◆ **PROBLEM DETAILS**: In the entries below, how many lines contain "await"? Answer with the number and nothing else.

◆ **MATERIAL PROVIDED**:
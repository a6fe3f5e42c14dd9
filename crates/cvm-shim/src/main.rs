//! Stands in for the managed tool on PATH and forwards every invocation to
//! the active version, exiting with the child's exact code.

mod dispatch;

use std::fs::OpenOptions;
use std::process::ExitCode;

use log::LevelFilter;
use simplelog::{ConfigBuilder, WriteLogger};

use crate::dispatch::{binary_name, dispatch, locate_paths, record_in_background};

const LOG_ENV: &str = "CVM_SHIM_LOG";

fn main() -> ExitCode {
    let Some(exe) = std::env::current_exe().ok() else {
        eprintln!("cvm: cannot determine shim location");
        return ExitCode::FAILURE;
    };
    let (Some(paths), Some(binary)) = (locate_paths(&exe), binary_name(&exe)) else {
        eprintln!("cvm: cannot determine cvm home");
        return ExitCode::FAILURE;
    };

    // Stdout belongs to the tool; diagnostics only ever go to the log file.
    if std::env::var_os(LOG_ENV).is_some()
        && let Ok(file) = OpenOptions::new()
            .create(true)
            .append(true)
            .open(paths.log_file())
    {
        let config = ConfigBuilder::new()
            .set_time_format_rfc3339()
            .add_filter_allow_str("cvm")
            .build();
        let _ = WriteLogger::init(LevelFilter::Debug, config, file);
    }

    let args: Vec<_> = std::env::args_os().skip(1).collect();
    match dispatch(&paths, &binary, &args) {
        Ok(dispatched) => {
            record_in_background(&paths, &dispatched, &args);
            exit_code(dispatched.exit_code)
        }
        Err(e) => {
            eprintln!("cvm: {e}");
            ExitCode::FAILURE
        }
    }
}

/// Codes outside `0..=255` only occur on Windows and go through
/// `process::exit` unchanged.
fn exit_code(code: i32) -> ExitCode {
    match u8::try_from(code) {
        Ok(code) => ExitCode::from(code),
        Err(_) => std::process::exit(code),
    }
}
use std::path::{Path, PathBuf};
use std::process::Stdio;
use std::time::Duration;

use chrono::{DateTime, Utc};
use cvm_backend::VersionId;
use cvm_core::VersionStore;
use cvm_platform::HideWindow;
use futures_util::future::join_all;
use log::{debug, trace, warn};
use thiserror::Error;
use tokio::process::Command;
use tokio::time::Instant;
use tokio_util::sync::CancellationToken;

#[derive(Error, Debug, Clone, PartialEq, Eq)]
pub enum ExecError {
    #[error("Binary for {version} not found at {}", path.display())]
    BinaryNotFound { version: VersionId, path: PathBuf },

    #[error("Failed to start {version}: {details}")]
    Spawn { version: VersionId, details: String },

    #[error("Failed while waiting for {version}: {details}")]
    Wait { version: VersionId, details: String },

    #[error("{version} did not finish within {}s", timeout.as_secs())]
    TimedOut {
        version: VersionId,
        timeout: Duration,
    },

    #[error("{version} was cancelled")]
    Cancelled { version: VersionId },
}

/// Cancellation scope shared by a group of invocations: an explicit token
/// plus an optional deadline. Expiry kills the affected children only.
#[derive(Debug, Clone, Default)]
pub struct ExecContext {
    token: CancellationToken,
    deadline: Option<(Instant, Duration)>,
}

impl ExecContext {
    pub fn new() -> Self {
        Self::default()
    }

    pub fn with_timeout(timeout: Duration) -> Self {
        Self {
            token: CancellationToken::new(),
            deadline: Some((Instant::now() + timeout, timeout)),
        }
    }

    /// A context cancelled together with this one but cancellable on its own.
    pub fn child(&self) -> Self {
        Self {
            token: self.token.child_token(),
            deadline: self.deadline,
        }
    }

    pub fn cancel(&self) {
        self.token.cancel();
    }

    pub fn is_cancelled(&self) -> bool {
        self.token.is_cancelled()
    }

    /// Resolves once the context is cancelled or its deadline passes.
    async fn expired(&self, version: &VersionId) -> ExecError {
        match self.deadline {
            Some((deadline, timeout)) => tokio::select! {
                () = self.token.cancelled() => ExecError::Cancelled { version: version.clone() },
                () = tokio::time::sleep_until(deadline) => ExecError::TimedOut {
                    version: version.clone(),
                    timeout,
                },
            },
            None => {
                self.token.cancelled().await;
                ExecError::Cancelled {
                    version: version.clone(),
                }
            }
        }
    }
}

#[derive(Debug, Clone, PartialEq, Eq)]
pub struct ExecutionResult {
    pub version: VersionId,
    pub command: String,
    pub stdout: String,
    pub stderr: String,
    pub exit_code: i32,
    pub duration: Duration,
    pub start_time: DateTime<Utc>,
    /// Set when the process could not be run to completion at all.
    pub error: Option<String>,
}

impl ExecutionResult {
    /// Record an invocation that never produced an exit status. Such
    /// results always carry exit code 1.
    pub fn from_error(version: VersionId, args: &[String], error: &ExecError) -> Self {
        Self {
            version,
            command: args.join(" "),
            stdout: String::new(),
            stderr: String::new(),
            exit_code: 1,
            duration: Duration::ZERO,
            start_time: Utc::now(),
            error: Some(error.to_string()),
        }
    }

    pub fn succeeded(&self) -> bool {
        self.exit_code == 0 && self.error.is_none()
    }

    /// Output to compare across versions. Successful runs contribute both
    /// streams; failed runs prefer stdout and fall back to stderr.
    pub fn merged_output(&self) -> String {
        if self.succeeded() {
            format!("{}{}", self.stdout, self.stderr)
        } else if !self.stdout.is_empty() {
            self.stdout.clone()
        } else {
            self.stderr.clone()
        }
    }
}

/// Outcome of a best-effort fan-out: every slot is filled, and the first
/// failure is kept for an advisory warning.
#[derive(Debug, Clone)]
pub struct FanOut<T> {
    pub items: Vec<T>,
    pub first_error: Option<ExecError>,
}

#[derive(Debug, Clone)]
pub struct BenchmarkRun {
    pub version: VersionId,
    pub results: Vec<ExecutionResult>,
}

/// Runs installed versions' binaries directly, bypassing the active pointer.
#[derive(Debug, Clone)]
pub struct ExecutionEngine {
    store: VersionStore,
}

impl ExecutionEngine {
    pub fn new(store: VersionStore) -> Self {
        Self { store }
    }

    pub fn store(&self) -> &VersionStore {
        &self.store
    }

    fn binary_for(&self, version: &VersionId) -> Result<PathBuf, ExecError> {
        let path = self.store.binary_path(version);
        if path.is_file() {
            Ok(path)
        } else {
            Err(ExecError::BinaryNotFound {
                version: version.clone(),
                path,
            })
        }
    }

    /// Run `version` with `args`, capturing both streams. A non-zero exit is
    /// a normal result; only failing to run the process is an error.
    pub async fn invoke(
        &self,
        ctx: &ExecContext,
        version: &VersionId,
        args: &[String],
    ) -> Result<ExecutionResult, ExecError> {
        let binary = self.binary_for(version)?;
        debug!("Invoking {} {}", binary.display(), args.join(" "));

        let mut command = Command::new(&binary);
        command
            .args(args)
            .stdin(Stdio::null())
            .stdout(Stdio::piped())
            .stderr(Stdio::piped())
            .kill_on_drop(true);
        command.hide_window();

        let start_time = Utc::now();
        let started = Instant::now();
        let child = command.spawn().map_err(|e| ExecError::Spawn {
            version: version.clone(),
            details: e.to_string(),
        })?;

        let output = tokio::select! {
            output = child.wait_with_output() => output.map_err(|e| ExecError::Wait {
                version: version.clone(),
                details: e.to_string(),
            })?,
            error = ctx.expired(version) => {
                warn!("{error}");
                return Err(error);
            }
        };
        let duration = started.elapsed();

        let exit_code = output.status.code().unwrap_or(1);
        trace!("{version} exited with {exit_code} after {duration:?}");

        Ok(ExecutionResult {
            version: version.clone(),
            command: args.join(" "),
            stdout: String::from_utf8_lossy(&output.stdout).into_owned(),
            stderr: String::from_utf8_lossy(&output.stderr).into_owned(),
            exit_code,
            duration,
            start_time,
            error: None,
        })
    }

    /// Invoke every target concurrently under `ctx`. One task per target;
    /// a failing task never cancels its siblings.
    pub async fn fan_out(
        &self,
        ctx: &ExecContext,
        targets: &[VersionId],
        args: &[String],
    ) -> Vec<Result<ExecutionResult, ExecError>> {
        let handles: Vec<_> = targets
            .iter()
            .map(|version| {
                let engine = self.clone();
                let ctx = ctx.child();
                let version = version.clone();
                let args = args.to_vec();
                tokio::spawn(async move { engine.invoke(&ctx, &version, &args).await })
            })
            .collect();

        join_all(handles)
            .await
            .into_iter()
            .zip(targets)
            .map(|(joined, version)| {
                joined.unwrap_or_else(|e| {
                    Err(ExecError::Wait {
                        version: version.clone(),
                        details: e.to_string(),
                    })
                })
            })
            .collect()
    }

    /// Run `args` against both versions at once, turning failures into
    /// displayable results.
    pub async fn compare(
        &self,
        ctx: &ExecContext,
        left: &VersionId,
        right: &VersionId,
        args: &[String],
    ) -> FanOut<ExecutionResult> {
        let targets = [left.clone(), right.clone()];
        let outcomes = self.fan_out(ctx, &targets, args).await;
        collect_best_effort(&targets, args, outcomes)
    }

    /// Every (version, iteration) pair runs as its own task under the one
    /// shared `ctx`; results are grouped back per version in input order.
    pub async fn benchmark(
        &self,
        ctx: &ExecContext,
        versions: &[VersionId],
        args: &[String],
        iterations: usize,
    ) -> FanOut<BenchmarkRun> {
        let targets: Vec<VersionId> = versions
            .iter()
            .flat_map(|version| std::iter::repeat_n(version.clone(), iterations))
            .collect();
        let outcomes = self.fan_out(ctx, &targets, args).await;
        let FanOut {
            items: results,
            first_error,
        } = collect_best_effort(&targets, args, outcomes);

        let mut results = results.into_iter();
        let items = versions
            .iter()
            .map(|version| BenchmarkRun {
                version: version.clone(),
                results: results.by_ref().take(iterations).collect(),
            })
            .collect();

        FanOut { items, first_error }
    }

    /// Run `version` in the foreground with inherited stdio and return its
    /// exit code.
    pub async fn run_foreground(
        &self,
        version: &VersionId,
        args: &[String],
    ) -> Result<i32, ExecError> {
        let binary = self.binary_for(version)?;
        run_inherited(&binary, version, args).await
    }
}

async fn run_inherited(
    binary: &Path,
    version: &VersionId,
    args: &[String],
) -> Result<i32, ExecError> {
    debug!(
        "Running {} {} in the foreground",
        binary.display(),
        args.join(" ")
    );
    let status = Command::new(binary)
        .args(args)
        .stdin(Stdio::inherit())
        .stdout(Stdio::inherit())
        .stderr(Stdio::inherit())
        .status()
        .await
        .map_err(|e| ExecError::Spawn {
            version: version.clone(),
            details: e.to_string(),
        })?;
    Ok(status.code().unwrap_or(1))
}

fn collect_best_effort(
    targets: &[VersionId],
    args: &[String],
    outcomes: Vec<Result<ExecutionResult, ExecError>>,
) -> FanOut<ExecutionResult> {
    let mut first_error = None;
    let items = outcomes
        .into_iter()
        .zip(targets)
        .map(|(outcome, version)| match outcome {
            Ok(result) => result,
            Err(error) => {
                let result = ExecutionResult::from_error(version.clone(), args, &error);
                first_error.get_or_insert(error);
                result
            }
        })
        .collect();
    FanOut { items, first_error }
}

◆ **RESULT BELOW**: 7